Tonico Benites: A palavra dos Ava Kaiowá

Por Raul Fitipaldi.

Fotos: Lívia Monte.

O antropólogo guarani-kaiowá, Tonico Benites, fala mansa, olhos luz, lançou dois livros no Auditório da FAED/UDESC em Itacorubi: A Escola na Ótica dos Ava Kaiowá, impactos e interpretações indígenas e, Kiringue Arandua Rupiguare, as ideias das crianças, da prof. Antonella tassinari e outros audotres indígenas, publicado pelo NEPI, que trata da realidade de  morro do ccavalos. Além do valor intrínseco da apresentação, o resgate feito por Benites de alguns conceitos fundamentais na luta dos povos originários pela sua terra e pelo respeito à sua história foram centrais.
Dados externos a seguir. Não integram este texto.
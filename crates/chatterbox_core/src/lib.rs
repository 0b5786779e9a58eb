//! Core data types for the Chatterbox channel automation client.
//!
//! This crate provides the data model shared by every Chatterbox crate:
//! snowflake identifiers, accounts, per-channel settings, and the chat
//! platform's message and identity payloads.

#![forbid(unsafe_code)]
#![warn(missing_docs)]

mod account;
mod identity;
mod ids;
mod language;
mod message;
mod settings;

pub use account::Account;
pub use identity::{
    AccountIdentity, ChannelInfo, ChannelLocation, CurrentUser, DIRECT_MESSAGE, GuildInfo,
    UNKNOWN, UNKNOWN_CHANNEL, UNKNOWN_SERVER,
};
pub use ids::{ChannelId, GuildId, MessageId, UserId};
pub use language::Language;
pub use message::{
    Attachment, ChannelMessage, MessageAuthor, MessageReference, OutgoingMessage,
    SYSTEM_MESSAGE_TYPE,
};
pub use settings::{ChannelSettings, ChannelSettingsBuilder, DeletionPolicy};
//! Gemini `generateContent` over reqwest.

use super::dto::{GenerateContentRequest, GenerateContentResponse};
use async_trait::async_trait;
use chatterbox_error::{GeminiError, GeminiErrorKind, GeminiResult};
use chatterbox_interface::GenerationBackend;
use reqwest::Client;
use tracing::{debug, error, instrument};

/// Model used when none is configured.
pub const DEFAULT_MODEL: &str = "gemini-2.5-flash";

/// Public Gemini API host.
pub const GEMINI_API_BASE: &str = "https://generativelanguage.googleapis.com";

/// Gemini REST client.
///
/// Non-success statuses surface as [`GeminiErrorKind::HttpError`] so the
/// caller can decide between key rotation and a plain retry.
#[derive(Debug, Clone)]
pub struct GeminiClient {
    client: Client,
    api_base: String,
    model: String,
}

impl GeminiClient {
    /// Create a client for `model` against the public API.
    pub fn new(model: impl Into<String>) -> Self {
        Self {
            client: Client::new(),
            api_base: GEMINI_API_BASE.to_string(),
            model: model.into(),
        }
    }

    /// Point the client at a different host (proxies, tests).
    pub fn with_api_base(mut self, api_base: impl Into<String>) -> Self {
        self.api_base = api_base.into();
        self
    }

    fn endpoint(&self) -> String {
        format!(
            "{}/v1beta/models/{}:generateContent",
            self.api_base.trim_end_matches('/'),
            self.model
        )
    }
}

#[async_trait]
impl GenerationBackend for GeminiClient {
    #[instrument(skip(self, api_key, prompt), fields(model = %self.model, prompt_len = prompt.len()))]
    async fn generate_content(&self, api_key: &str, prompt: &str) -> GeminiResult<String> {
        debug!("Sending request to Gemini API");

        let response = self
            .client
            .post(self.endpoint())
            .query(&[("key", api_key)])
            .json(&GenerateContentRequest::from_prompt(prompt))
            .send()
            .await
            .map_err(|e| {
                // The URL carries the key; keep it out of logs.
                let e = e.without_url();
                error!(error = %e, "Failed to send request to Gemini API");
                GeminiError::new(GeminiErrorKind::ApiRequest(e.to_string()))
            })?;

        let status = response.status();
        if !status.is_success() {
            let message = response.text().await.unwrap_or_default();
            debug!(status = %status, "Gemini API returned error");
            return Err(GeminiError::new(GeminiErrorKind::HttpError {
                status_code: status.as_u16(),
                message,
            }));
        }

        let body: GenerateContentResponse = response.json().await.map_err(|e| {
            let e = e.without_url();
            error!(error = %e, "Failed to parse Gemini response");
            GeminiError::new(GeminiErrorKind::ResponseParse(e.to_string()))
        })?;

        let text = body
            .first_text()
            .ok_or_else(|| GeminiError::new(GeminiErrorKind::EmptyResponse))?;

        debug!(text_len = text.len(), "Received response from Gemini");
        Ok(text)
    }

    fn model_name(&self) -> &str {
        &self.model
    }
}

#[cfg(test)]
mod tests {
    use super::*;

    #[test]
    fn endpoint_joins_base_and_model() {
        let client = GeminiClient::new("gemini-2.5-flash").with_api_base("http://localhost:9/");
        assert_eq!(
            client.endpoint(),
            "http://localhost:9/v1beta/models/gemini-2.5-flash:generateContent"
        );
    }
}
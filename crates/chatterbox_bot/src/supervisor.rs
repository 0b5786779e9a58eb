//! Worker supervision: shared state construction and worker spawning.

use crate::{ChannelWorker, ChatterboxConfig, ProcessedMessages};
use chatterbox_core::{Account, AccountIdentity, ChannelId, ChannelLocation, ChannelSettings};
use chatterbox_error::{ChatterboxResult, ConfigError, ConfigErrorKind};
use chatterbox_interface::ChatPlatform;
use chatterbox_models::{GeminiClient, MessagePool, ReplyGenerator};
use chatterbox_rate_limit::KeyRotator;
use chatterbox_social::{DiscordClient, resolve_channel, resolve_identity};
use derive_getters::Getters;
use std::sync::Arc;
use tokio::task::JoinHandle;
use tracing::{debug, info, instrument};

/// A channel and the settings its worker runs with.
#[derive(Debug, Clone, PartialEq, Eq, Getters)]
pub struct ChannelPlan {
    channel: ChannelId,
    settings: ChannelSettings,
}

impl ChannelPlan {
    /// Pair a channel with its settings.
    pub fn new(channel: ChannelId, settings: ChannelSettings) -> Self {
        Self { channel, settings }
    }
}

impl From<(ChannelId, ChannelSettings)> for ChannelPlan {
    fn from((channel, settings): (ChannelId, ChannelSettings)) -> Self {
        Self::new(channel, settings)
    }
}

/// A running worker.
#[derive(Debug)]
pub struct SpawnedWorker {
    /// Monitored channel
    pub channel: ChannelId,
    /// Index of the account the worker acts as
    pub account: usize,
    /// Worker task
    pub handle: JoinHandle<()>,
}

/// Owns the state shared by every worker and launches them.
pub struct Supervisor {
    platforms: Vec<Arc<dyn ChatPlatform>>,
    generator: Arc<ReplyGenerator>,
    processed: Arc<ProcessedMessages>,
}

impl std::fmt::Debug for Supervisor {
    fn fmt(&self, f: &mut std::fmt::Formatter<'_>) -> std::fmt::Result {
        f.debug_struct("Supervisor")
            .field("accounts", &self.platforms.len())
            .field("generator", &self.generator)
            .field("processed", &self.processed.len())
            .finish()
    }
}

impl Supervisor {
    /// Supervise workers acting through `platforms`, one per account.
    pub fn new(
        platforms: Vec<Arc<dyn ChatPlatform>>,
        generator: Arc<ReplyGenerator>,
        processed: Arc<ProcessedMessages>,
    ) -> ChatterboxResult<Self> {
        if platforms.is_empty() {
            return Err(ConfigError::new(ConfigErrorKind::NoPlatforms).into());
        }
        Ok(Self {
            platforms,
            generator,
            processed,
        })
    }

    /// Build the Discord and Gemini clients, key rotator, and shared stores.
    #[instrument(skip_all, fields(accounts = accounts.len()))]
    pub fn from_config(config: &ChatterboxConfig, accounts: &[Account]) -> ChatterboxResult<Self> {
        let platforms = accounts
            .iter()
            .map(|account| {
                Arc::new(
                    DiscordClient::new(account.token().clone())
                        .with_api_base(config.discord.api_base.clone()),
                ) as Arc<dyn ChatPlatform>
            })
            .collect();

        let rotator = Arc::new(KeyRotator::new(
            accounts.iter().map(|account| account.api_key().clone()),
            config.cooldown(),
        )?);

        let backend = Arc::new(
            GeminiClient::new(config.generation.model.clone())
                .with_api_base(config.generation.api_base.clone()),
        );

        let generator = ReplyGenerator::new(
            backend,
            rotator,
            MessagePool::new(config.message_file.clone()),
        )
        .with_retry_backoff(config.retry_backoff())
        .with_max_regenerations(config.generation.regeneration_cap());

        Self::new(
            platforms,
            Arc::new(generator),
            Arc::new(ProcessedMessages::new(config.processed.capacity)),
        )
    }

    /// Number of accounts.
    pub fn account_count(&self) -> usize {
        self.platforms.len()
    }

    /// Account index serving the `n`th channel.
    pub fn account_for(&self, n: usize) -> usize {
        n % self.platforms.len()
    }

    /// Shared reply generator.
    pub fn generator(&self) -> &Arc<ReplyGenerator> {
        &self.generator
    }

    /// Shared processed message record.
    pub fn processed(&self) -> &Arc<ProcessedMessages> {
        &self.processed
    }

    /// Resolve every account's identity, in account order.
    pub async fn identities(&self) -> Vec<AccountIdentity> {
        let mut identities = Vec::with_capacity(self.platforms.len());
        for platform in &self.platforms {
            let identity = resolve_identity(platform.as_ref()).await;
            info!("Account: {}", identity);
            identities.push(identity);
        }
        identities
    }

    /// Resolve channel locations using the first account.
    pub async fn locations(&self, channels: &[ChannelId]) -> Vec<ChannelLocation> {
        let mut locations = Vec::with_capacity(channels.len());
        // `new` guarantees at least one platform.
        if let Some(platform) = self.platforms.first() {
            for channel in channels {
                let location = resolve_channel(platform.as_ref(), channel).await;
                info!(channel_id = %channel, "Connected to {}", location);
                locations.push(location);
            }
        }
        locations
    }

    /// Spawn one worker per plan, assigning accounts round-robin.
    pub fn spawn(&self, plans: impl IntoIterator<Item = ChannelPlan>) -> Vec<SpawnedWorker> {
        plans
            .into_iter()
            .enumerate()
            .map(|(n, plan)| {
                let account = self.account_for(n);
                let ChannelPlan { channel, settings } = plan;
                let worker = ChannelWorker::new(
                    channel.clone(),
                    settings,
                    Arc::clone(&self.platforms[account]),
                    Arc::clone(&self.generator),
                    Arc::clone(&self.processed),
                );
                debug!(channel_id = %channel, account, "Spawning worker");
                SpawnedWorker {
                    channel,
                    account,
                    handle: tokio::spawn(worker.run()),
                }
            })
            .collect()
    }
}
Costumamos falar de apartheids, quando conversamos da situação que vivia África do Sul, ou da que padece a Palestina. No entanto, quando nos referimos aos diversos tipos de muro (físicos, jurídicos e até virtuais) levantados contra as civilizações originárias, suas famílias biológicas e suas famílias sociais, desde a Alaska até o sul da Argentina usamos o eufemismo “reservas”. Vantajosa palavra para os brancos, porque parece uma concessão piedosa dos invasores, uma falsa proteção que sugere o limite no qual são encerrados, ou aonde são despejados ou limitados os povos originários. A prisão, muitas vezes variável, na que vivem os povos indígenas, despejados, deslocados, assassinados por milhares a cada ano na Nossa América, e a cultura branca de costas a este genocídio tiveram uma interrupção do silêncio no Brasil, com a luta dos Guarani-Kaiowá. Portanto, foi oportuna a decisão de trazer a apresentação destes livros e das artes indígenas, sobre tudo, da descrição da guerra que estes povos suportam contra o agronegócio e um Estado cúmplice.

Com muita clareza e calma, com rara naturalidade para nós brancos, sem ódio, com dignidade e grandeza, Tonico Benites tirou toda supresa, toda novidade àquilo que tem acontecido em Mato Grosso do Sul. Benites nos explica que nada mudou em todos estes anos: “A forma de atacar e torturar continua a mesma. Pistoleiro e militar se confundem no método de ataque e expulsão desde muitas décadas atrás.”

A reserva que foi criada para sua família, foi feita encima do que já lhes pertencia. Essas áreas estão regularizadas desde 1992, no entanto a luta começou em plena ditadura nos anos 80. Porém, a defesa tem séculos. No século XVI, quando os relatos dos portugueses os reconheciam como povos originários, a luta pela preservação da terra e da cultura por parte dos povos indígenas também existia. O retorno à democracia depois de 21 anos de ditadura no Brasil, não mudou a situação dos povos e das famílias originárias. Passaram-se Collor de Melo, Itamar Franco, Fernando Henrique Cardoso, Lula da Silva e agora está Dilma Rousseff e nada, absolutamente nada mudou. A agressão do agronegócio, das empresas multinacionais, dos Estados e da injustiça capitalista continua a mesma.

A hora dos povos originários chegou à Nossa América, o capitalismo e o imperialismo sabem isso, a cultura eurocentrista também, o ódio e o desprezo branco se acirra a cada palmo de terra, para explorar, exaurir, liquidar. A limpeza étnica, o êxodo sociocultural e físico dos povos originários pelo mecanismo da invasão, a expulsão e o genocídio merecem atenção de parte dos que honestamente acreditam, lutam e confiam em Outro Mundo Possível. É necessário escutar, ler, ver e conhecer cada dia mais esta realidade. Se os brancos pobres ficamos de costas, seremos responsáveis junto com o poder capitalista da destruição final das civilizações e da Mãe Terra. Tonico Benites lançou um alerta. Tonico, um homem originário destas terras,

“Um índio preservado em pleno corpo físico
Em todo sólido, todo gás e todo líquido
Em átomos, palavras, alma, cor, em gesto e cheiro
Em sombra, em luz, em som magnífico”

Como há tantos anos soube sonhar, escrever e descrever Caetano Veloso.